Channel widening constitutes about 80% of total soil loss, especially in the presence of a plow pan which manifests a less or nonerodible soil layer. Channel bank erosion quantification is prerequisite to couple effectively the bank sediment supply system with fluvial sediment transport fluxes. The objectives of this study were to: 1) describe and evaluate methods for monitoring and data post-analysis of channel widening and 2) investigate how inflow rate, slope gradient and initial channel width affect channel widening processes in the presence of a non-erodible layer. Technology was developed to capture 5-cm spaced cross-sections along a soil flume at 3-s time intervals. Two off-the-shelf digital cameras were positioned 3-m above the soil bed and controlled by a program to trigger simultaneously and download images to the computer. Methods utilizing color differences in images and elevation differences in DEMs were applied to detect discontinuities between channel walls and the soil bed. Channel widths were calculated by differentiating the coordinates of these surface discontinuities. A volumetric method was used to calculate flow velocity with measurements of flow depths obtained from ultrasonic depth sensors. Sediment concentration was determined by manual sampling.
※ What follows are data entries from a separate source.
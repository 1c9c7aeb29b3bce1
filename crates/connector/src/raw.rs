use serde::{Deserialize, Serialize};
use serde_json::{Map, Value};

use crate::error::SourceError;

/// One directory entry after field-name normalization, before scoring.
///
/// Every field is optional: directories disagree on what they publish, and
/// the normalizer decides what is fatal.
#[derive(Debug, Clone, Default, PartialEq, Serialize, Deserialize)]
pub struct RawEntry {
    pub name: Option<String>,
    pub description: Option<String>,
    pub auth: Option<String>,
    pub https: Option<bool>,
    pub cors: Option<String>,
    pub link: Option<String>,
    pub category: Option<String>,
}

const NAME_KEYS: &[&str] = &["API", "api", "Name", "name", "title"];
const DESCRIPTION_KEYS: &[&str] = &["Description", "description", "desc"];
const AUTH_KEYS: &[&str] = &["Auth", "auth", "authentication"];
const HTTPS_KEYS: &[&str] = &["HTTPS", "https", "Https"];
const CORS_KEYS: &[&str] = &["Cors", "cors", "CORS"];
const LINK_KEYS: &[&str] = &["Link", "link", "url", "URL"];
const CATEGORY_KEYS: &[&str] = &["Category", "category"];

fn first_str(obj: &Map<String, Value>, keys: &[&str]) -> Option<String> {
    keys.iter()
        .filter_map(|k| obj.get(*k))
        .find_map(|v| match v {
            Value::String(s) => Some(s.trim().to_string()),
            Value::Bool(b) => Some(b.to_string()),
            Value::Number(n) => Some(n.to_string()),
            _ => None,
        })
}

fn first_bool(obj: &Map<String, Value>, keys: &[&str]) -> Option<bool> {
    keys.iter().filter_map(|k| obj.get(*k)).find_map(|v| match v {
        Value::Bool(b) => Some(*b),
        Value::String(s) => match s.trim().to_ascii_lowercase().as_str() {
            "yes" | "true" => Some(true),
            "no" | "false" => Some(false),
            _ => None,
        },
        _ => None,
    })
}

impl RawEntry {
    /// Map an arbitrary directory object onto the uniform shape.
    /// Returns `None` for values that are not JSON objects.
    pub fn from_value(value: &Value) -> Option<Self> {
        let obj = value.as_object()?;
        Some(Self {
            name: first_str(obj, NAME_KEYS),
            description: first_str(obj, DESCRIPTION_KEYS),
            auth: first_str(obj, AUTH_KEYS),
            https: first_bool(obj, HTTPS_KEYS),
            cors: first_str(obj, CORS_KEYS),
            link: first_str(obj, LINK_KEYS),
            category: first_str(obj, CATEGORY_KEYS),
        })
    }
}

/// Parse a directory payload.
///
/// Accepts either a top-level array of entries or an object carrying an
/// `entries` (or `Entries`) array. Non-object items are skipped.
pub fn parse_directory(payload: &[u8]) -> Result<Vec<RawEntry>, SourceError> {
    let value: Value = serde_json::from_slice(payload)?;
    let items = match &value {
        Value::Array(items) => items,
        Value::Object(obj) => obj
            .get("entries")
            .or_else(|| obj.get("Entries"))
            .and_then(Value::as_array)
            .ok_or_else(|| SourceError::Malformed("object payload without an entries array".into()))?,
        _ => return Err(SourceError::Malformed("expected an array or object".into())),
    };
    Ok(items.iter().filter_map(RawEntry::from_value).collect())
}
The results showed that different channel width calculation methods exhibited comparable outcomes and achieved satisfactory accuracy. Sediment discharge showed a significant positive linear correlation with channel widening rate, while exhibiting a 5 to 25-s time lag compared to the peak of channel widening rate. Total sediment discharge calculated by photogrammetry was 3.1% lower than that calculated by manual sampling. Flow velocity decreased with time and showed a significant negative power correlation with channel width. Sediment delivery and channel width increased with the increase of inflow rate, bed slope and the decrease of initial channel width. Exponential equations were used to predict the channel width time series. Toe scour, crack development, sidewall failure and block detachment and transport, in sequence, were the four main processes of channel widening. Basal scour arc length, tension crack length and width decreased with initial channel width and increased with time, flow discharge and bed slope. Basal scour arcs were divided into three patterns according to different shapes in comparison to the failure arcs. Sediment delivery equations based on the disaggregation of concentrated flow entrainment and mass failure were also fitted. Advantages of the described methodology include automated high spatial and temporal monitoring resolution, semi-automated data post-processing, and the potential to be generalized to large scale river/reservoir bank failure monitoring. This study provides new insight on improving channel widening measurements and prediction technology.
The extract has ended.